Find the word "RationalSeries" in the records and copy every line where it occurs.

◆ Data for analysis ◆

◆ ◆ ◆ ◆ ◆ ◆ ◆

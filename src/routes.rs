//! HTTP routes.
//!
//! | Route                     | Handler               |
//! |---------------------------|-----------------------|
//! | `GET /logs`               | [`logs`]              |
//! | `GET /logs-from-servers`  | [`logs_from_servers`] |
//! | `GET /healthz`            | plain `ok`            |
//!
//! Both log routes answer `200` as soon as the first unit of output exists
//! and then stream. A failure after that point cannot change the status any
//! more, so the body is ended with an error instead: the chunked response
//! stops without its terminating chunk and clients must treat that as a
//! server-side failure.

use std::io;
use std::path::{Component, Path, PathBuf};
use std::sync::Arc;

use axum::body::Body;
use axum::extract::{Query, State};
use axum::http::{header, StatusCode};
use axum::response::{IntoResponse, Response};
use axum::routing::get;
use axum::Router;
use bytes::Bytes;
use futures::{Stream, StreamExt};
use logfetch_core::config::ValidatedSettings;
use logfetch_core::sink::ChunkReceiver;
use logfetch_core::{
    BackpressureSink, ChannelTransport, LineSink, RetrievalError, RetrievalRequest,
    RetrievalSummary, ReverseFileReader,
};
use logfetch_remote::{HttpFetcher, MultiSourceAggregator};
use serde::Deserialize;
use tokio::task::JoinHandle;
use tokio_util::sync::{CancellationToken, DropGuard};
use tracing::{debug, warn};

/// Lines buffered between the reader task and the response body.
const LINE_BUFFER: usize = 1;
/// Frames buffered between the aggregator and the response body.
const FRAME_BUFFER: usize = 1;

/// Shared, read-only state for all handlers.
#[derive(Clone)]
pub struct AppState {
    settings: Arc<ValidatedSettings>,
    aggregator: Arc<MultiSourceAggregator<HttpFetcher>>,
}

impl AppState {
    pub fn new(settings: ValidatedSettings) -> Self {
        let fetcher = HttpFetcher::new(Some(settings.connect_timeout));
        Self {
            settings: Arc::new(settings),
            aggregator: Arc::new(MultiSourceAggregator::new(fetcher)),
        }
    }
}

pub fn router(state: AppState) -> Router {
    Router::new()
        .route("/logs", get(logs))
        .route("/logs-from-servers", get(logs_from_servers))
        .route("/healthz", get(|| async { "ok" }))
        .with_state(state)
}

// ---------------------------------------------------------------------------
// /logs
// ---------------------------------------------------------------------------

/// Query string of `GET /logs`.
#[derive(Debug, Deserialize)]
pub struct LogsQuery {
    /// File name relative to the configured log directory.
    pub filename: String,
    /// Number of latest lines to return; all lines when absent.
    pub lines: Option<usize>,
    /// Only return lines containing this substring.
    pub keyword: Option<String>,
}

/// Latest lines of one local log file, newest first.
pub async fn logs(State(state): State<AppState>, Query(query): Query<LogsQuery>) -> Response {
    match open_reader(&state.settings, query).await {
        Ok(reader) => stream_lines(reader).await,
        Err(err) => ApiError(err).into_response(),
    }
}

async fn open_reader(
    settings: &ValidatedSettings,
    query: LogsQuery,
) -> Result<ReverseFileReader, RetrievalError> {
    let path = resolve_log_path(&settings.log_dir, &query.filename)?;
    let request = RetrievalRequest::new(path, settings.encoding, settings.chunk_size)?
        .with_max_lines(query.lines)
        .with_keyword(query.keyword);
    ReverseFileReader::open(request).await
}

/// Join `filename` onto `log_dir`, refusing anything that could leave it.
pub fn resolve_log_path(log_dir: &Path, filename: &str) -> Result<PathBuf, RetrievalError> {
    let relative = Path::new(filename);
    let contained = relative
        .components()
        .all(|c| matches!(c, Component::Normal(_) | Component::CurDir));
    if filename.is_empty() || !contained {
        return Err(RetrievalError::InvalidArgument(format!(
            "filename must be a relative path inside the log directory, received: {filename:?}"
        )));
    }
    Ok(log_dir.join(relative))
}

async fn stream_lines(reader: ReverseFileReader) -> Response {
    let (transport, mut rx) = ChannelTransport::channel(LINE_BUFFER);
    let cancel = CancellationToken::new();
    let guard = cancel.clone().drop_guard();
    spawn_retrieval(reader, transport, cancel);

    // Nothing has been sent yet, so a failure here still gets a real status.
    match rx.recv().await {
        Some(Err(err)) => {
            debug!(%err, "retrieval failed before first line");
            (StatusCode::INTERNAL_SERVER_ERROR, "Error in logs_handler").into_response()
        }
        first => streaming_response(body_stream(first, rx, guard)),
    }
}

/// Run `reader` on its own task. The output ends cleanly on success and is
/// aborted on any failure, so a truncated body is never mistaken for a
/// complete one.
fn spawn_retrieval(
    reader: ReverseFileReader,
    transport: ChannelTransport,
    cancel: CancellationToken,
) -> JoinHandle<Result<RetrievalSummary, RetrievalError>> {
    tokio::spawn(async move {
        let mut sink = BackpressureSink::new(transport);
        let outcome = reader.stream(&mut sink, &cancel).await;
        match &outcome {
            Ok(_) => sink.close(),
            Err(err) => sink.abort(io::Error::other(err.to_string())).await,
        }
        outcome
    })
}

// ---------------------------------------------------------------------------
// /logs-from-servers
// ---------------------------------------------------------------------------

/// Merge `/logs` output from several servers into NUL-terminated frames.
///
/// Takes one or more `urls` parameters (`?urls=a&urls=b`), each a complete
/// `/logs` URL on a remote logfetch server.
pub async fn logs_from_servers(
    State(state): State<AppState>,
    Query(params): Query<Vec<(String, String)>>,
) -> Response {
    let urls: Vec<String> = params
        .into_iter()
        .filter(|(key, _)| key == "urls" || key == "urls[]")
        .map(|(_, url)| url)
        .collect();
    if urls.is_empty() {
        return ApiError(RetrievalError::InvalidArgument(
            "at least one `urls` parameter is required".to_string(),
        ))
        .into_response();
    }

    let (transport, rx) = ChannelTransport::channel(FRAME_BUFFER);
    let cancel = CancellationToken::new();
    let guard = cancel.clone().drop_guard();
    let aggregator = state.aggregator.clone();

    tokio::spawn(async move {
        let sink = BackpressureSink::new(transport);
        if let Err(err) = aggregator.aggregate(urls, sink, &cancel).await {
            debug!(%err, "aggregate ended early");
        }
    });

    streaming_response(body_stream(None, rx, guard))
}

// ---------------------------------------------------------------------------
// Response helpers
// ---------------------------------------------------------------------------

/// Body stream: `first` (if any) followed by everything left in `rx`.
///
/// `guard` lives as long as the body; when hyper drops the body because the
/// client went away, the producing task is cancelled.
fn body_stream(
    first: Option<io::Result<Bytes>>,
    rx: ChunkReceiver,
    guard: DropGuard,
) -> impl Stream<Item = io::Result<Bytes>> + Send + 'static {
    let rest = futures::stream::unfold((rx, guard), |(mut rx, guard)| async move {
        rx.recv().await.map(|item| (item, (rx, guard)))
    });
    futures::stream::iter(first).chain(rest)
}

fn streaming_response<S>(stream: S) -> Response
where
    S: Stream<Item = io::Result<Bytes>> + Send + 'static,
{
    (
        [
            (header::CONTENT_TYPE, "text/plain; charset=utf-8"),
            (header::CACHE_CONTROL, "no-cache"),
        ],
        Body::from_stream(stream),
    )
        .into_response()
}

/// A retrieval error raised before any output, mapped to a status code.
struct ApiError(RetrievalError);

impl IntoResponse for ApiError {
    fn into_response(self) -> Response {
        let err = self.0;
        let (status, message) = match &err {
            RetrievalError::InvalidArgument(_) => (StatusCode::BAD_REQUEST, err.to_string()),
            RetrievalError::NotFound(_) => {
                (StatusCode::NOT_FOUND, "log file not found".to_string())
            }
            RetrievalError::NotAFile(_) => {
                (StatusCode::BAD_REQUEST, "not a regular file".to_string())
            }
            RetrievalError::NotReadable { .. } => {
                (StatusCode::FORBIDDEN, "log file is not readable".to_string())
            }
            RetrievalError::StreamingFailure { .. } | RetrievalError::Cancelled { .. } => (
                StatusCode::INTERNAL_SERVER_ERROR,
                "Error in logs_handler".to_string(),
            ),
        };
        warn!(%err, status = status.as_u16(), "request rejected");
        (status, message).into_response()
    }
}
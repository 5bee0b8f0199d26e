//! Shared test utilities for logfetch integration harnesses.
//!
//! Import everything you need via `mod common; use common::*;` at the top of
//! each harness file.

pub mod assertions;
pub mod fake_upstream;
pub mod fixtures;

pub use fixtures::*;
//! Backward line segmentation.
//!
//! The file is read right to left, so each new chunk sits *before* everything
//! seen so far:
//!
//! ```text
//! File(|--chunkN--|-- ... --|--chunk2--|--chunk1--|)
//! ```
//!
//! A line is the byte range `(previous LF, LF]`, trailing delimiter included.
//! The bytes from the start of a chunk up to and including its first LF cannot
//! be completed yet (their start lies in an earlier chunk); they are held as
//! the *carry* until the next chunk, or [`BackwardSegmenter::finish`], closes
//! them off.

use std::collections::VecDeque;

use bytes::{Bytes, BytesMut};

use crate::scanner::{find_all, NEWLINE};

/// Stateful segmenter owning the carry between successive backward chunks.
///
/// At the start of every [`segment`](Self::segment) call the carry is either
/// empty or holds exactly one dangling line fragment, kept as owned pieces in
/// file order so that a long line spread over many chunks is copied once.
#[derive(Debug, Default)]
pub struct BackwardSegmenter {
    carry: VecDeque<Bytes>,
    carry_len: usize,
}

impl BackwardSegmenter {
    pub fn new() -> Self {
        Self::default()
    }

    /// Number of carried bytes waiting for an earlier chunk.
    pub fn carry_len(&self) -> usize {
        self.carry_len
    }

    /// Consume the chunk immediately preceding everything segmented so far.
    ///
    /// Returns the lines completed by this chunk in file (top-to-bottom)
    /// order. Callers wanting newest-first output iterate the result in
    /// reverse.
    pub fn segment(&mut self, chunk: &[u8]) -> Vec<Bytes> {
        if chunk.is_empty() {
            return Vec::new();
        }
        let chunk = Bytes::copy_from_slice(chunk);
        let positions = find_all(&chunk, NEWLINE);

        let (Some(&first), Some(&last)) = (positions.first(), positions.last()) else {
            self.push_front(chunk);
            return Vec::new();
        };

        let mut lines = Vec::with_capacity(positions.len());
        for pair in positions.windows(2) {
            lines.push(chunk.slice(pair[0] + 1..=pair[1]));
        }

        // Empty only for the first chunk of a file that ends with LF.
        let completed = self.take_carry(chunk.slice(last + 1..));
        if !completed.is_empty() {
            lines.push(completed);
        }

        self.push_front(chunk.slice(..=first));
        lines
    }

    /// Close off the carry once the start of the file has been reached.
    ///
    /// The remaining fragment is the file's first line: nothing precedes it,
    /// so it is complete even though no LF was seen before it.
    pub fn finish(mut self) -> Option<Bytes> {
        let line = self.take_carry(Bytes::new());
        (!line.is_empty()).then_some(line)
    }

    fn push_front(&mut self, piece: Bytes) {
        self.carry_len += piece.len();
        self.carry.push_front(piece);
    }

    /// Join `head` with the carried pieces, leaving the carry empty.
    fn take_carry(&mut self, head: Bytes) -> Bytes {
        let carry_len = std::mem::take(&mut self.carry_len);
        match (head.is_empty(), self.carry.len()) {
            (_, 0) => head,
            (true, 1) => self.carry.pop_front().unwrap_or_default(),
            _ => {
                let mut line = BytesMut::with_capacity(head.len() + carry_len);
                line.extend_from_slice(&head);
                for piece in self.carry.drain(..) {
                    line.extend_from_slice(&piece);
                }
                line.freeze()
            }
        }
    }
}

// ---------------------------------------------------------------------------
// Tests
// ---------------------------------------------------------------------------
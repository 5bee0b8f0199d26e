//! logfetch-core: reverse log-tailing engine.
//!
//! This crate reads a log file backward in bounded chunks and streams its
//! lines newest-first into a [`LineSink`]. Nothing here knows about HTTP; the
//! server and the multi-server aggregator sit on top of it.
//!
//! # Architecture
//!
//! ```text
//! file ──► ReverseFileReader ──► Transcoder ──► BackwardSegmenter ──► LineSink
//!              (cursor)            (UTF-8)        (carry, scanner)     (backpressure)
//! ```
//!
//! Each retrieval is a single task. Suspension points are the chunk reads and
//! the sink writes; a [`CancellationToken`](tokio_util::sync::CancellationToken)
//! is checked at both.

pub mod config;
pub mod error;
pub mod reader;
pub mod scanner;
pub mod segmenter;
pub mod sink;
pub mod transcode;
pub mod types;

pub use error::RetrievalError;
pub use reader::{retrieve, ReverseFileReader};
pub use sink::{BackpressureSink, ChannelTransport, LineSink, Transport, WriteStatus};
pub use transcode::LogEncoding;
pub use types::{RetrievalRequest, RetrievalSummary};
/*!
A global dictionary of interned strings, used for generator names. This is
currently not thread safe. Provides an abstraction API for any interner
library.

*/

use string_interner::{
  StringInterner,
  symbol::SymbolU32
};

pub type InternedString = SymbolU32;

// todo: Make interner thread safe with RwLock.
static mut STRING_INTERNER: Option<Box<StringInterner>> = None;

fn global_interner() -> &'static mut StringInterner {
  unsafe {
    let boxed = STRING_INTERNER.get_or_insert_with(|| Box::new(StringInterner::default()));
    &mut **boxed
  }
}


pub fn interned(string: &str) -> InternedString {
  global_interner().get_or_intern(string)
}


pub fn interned_static(string: &'static str) -> InternedString {
  global_interner().get_or_intern_static(string)
}


pub fn resolve_str(symbol: InternedString) -> &'static str {
  match global_interner().resolve(symbol) {
    Some(string) => string,
    None => unreachable!("Tried to resolve a symbol that was never interned. This is a bug.")
  }
}
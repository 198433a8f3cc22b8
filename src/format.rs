/*!

  A `Formatter` holds information about how to express a value as a string.
  Monoids, traces, and Foata forms are (potentially) formatted differently
  depending on the context: a human-readable UTF-8 form for interactive use,
  and a LaTeX form for notebooks. This needs to be distinct from Rust's
  standard `Display` trait, because `Display` gives no way to thread a choice
  of form through nested values; `Display` impls here just forward to the
  default form.

*/

use strum_macros::EnumString;


#[derive(Copy, Clone, Debug, PartialEq, Eq, EnumString, Hash)]
pub enum DisplayForm {
  #[strum(serialize = "input")]
  Input,
  #[strum(serialize = "latex")]
  Latex,
}

impl Default for DisplayForm {
  fn default() -> DisplayForm {
    DisplayForm::Input
  }
}

/// Parameters used in methods that transform values into strings.
#[derive(Copy, Clone, PartialEq, Eq, Debug, Hash, Default)]
pub struct Formatter {
  pub form: DisplayForm,
}

impl From<DisplayForm> for Formatter {
  fn from(form: DisplayForm) -> Self {
    Formatter {
      form
    }
  }
}

pub trait Formattable {
  fn format(&self, formatter: &Formatter) -> String;
}


macro_rules! display_formattable_impl {
  ($type_name:ty) => {
    impl std::fmt::Display for $type_name {
      fn fmt(&self, f: &mut std::fmt::Formatter<'_>) -> std::fmt::Result {
        write!(f, "{}", self.format(&$crate::format::Formatter::default()))
      }
    }
  }
}
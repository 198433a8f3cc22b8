/*!

The formal-power-series collaborator for growth computations.

By the Cartier–Foata identity, the generating function counting congruence
classes by length is the rational series `P(t) = 1 / D(t)`, where
`D(t) = Σ (-1)^k c_k t^k` and `c_k` counts the `k`-cliques of the
independence graph. `D` always has constant term 1 (the empty clique), so its
reciprocal expands by the linear recurrence

```text
a₀ = 1,    aₙ = -Σ_{k≥1} d_k · a_{n-k}
```

on exact integers. The expansion sits behind the `SeriesBackend` seam so that
tests can cross-validate against brute-force stand-ins.

*/

use rug::Integer as BigInteger;

use crate::error::{TraceError, TraceResult};


pub trait SeriesBackend {
  /// The first `precision` coefficients of `1 / D(t)` for the polynomial
  /// denominator `D` given by its coefficient sequence.
  fn reciprocal_coefficients(
    &self,
    denominator: &[BigInteger],
    precision: usize
  ) -> TraceResult<Vec<BigInteger>>;
}

/// The default backend: expansion by the linear recurrence. Demands a unit
/// constant term, which every dependence polynomial has.
pub struct RationalSeries;

impl SeriesBackend for RationalSeries {
  fn reciprocal_coefficients(
    &self,
    denominator: &[BigInteger],
    precision: usize
  ) -> TraceResult<Vec<BigInteger>>
  {
    let constant = match denominator.first() {
      Some(constant) => constant,
      None => {
        return Err(TraceError::InternalInvariant("series denominator is empty"));
      }
    };
    if *constant != 1i32 && *constant != -1i32 {
      return Err(TraceError::InternalInvariant("series denominator must have a unit constant term"));
    }
    let negate = *constant == 1i32;
    let degree = denominator.len() - 1;

    let mut coefficients: Vec<BigInteger> = Vec::with_capacity(precision);
    for n in 0..precision {
      if n == 0 {
        // 1/d₀ = d₀ for a unit.
        coefficients.push(BigInteger::from(constant));
        continue;
      }
      let mut accumulator = BigInteger::new();
      for k in 1..=n.min(degree) {
        accumulator += &denominator[k] * &coefficients[n - k];
      }
      let value = if negate { -accumulator } else { accumulator };
      coefficients.push(value);
    }
    Ok(coefficients)
  }
}

/// The dependence polynomial `D(t) = Σ (-1)^k c_k t^k` from the clique
/// coefficients of the independence graph.
pub(crate) fn alternating_signs(coefficients: &[BigInteger]) -> Vec<BigInteger> {
  coefficients
      .iter()
      .enumerate()
      .map(|(k, coefficient)| {
        if k % 2 == 0 {
          BigInteger::from(coefficient)
        } else {
          BigInteger::from(-coefficient)
        }
      })
      .collect()
}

◆ ◆ ◆ ◆ ◆ ◆ ◆

◆ Exercise output ◆
pub struct RationalSeries;
impl SeriesBackend for RationalSeries {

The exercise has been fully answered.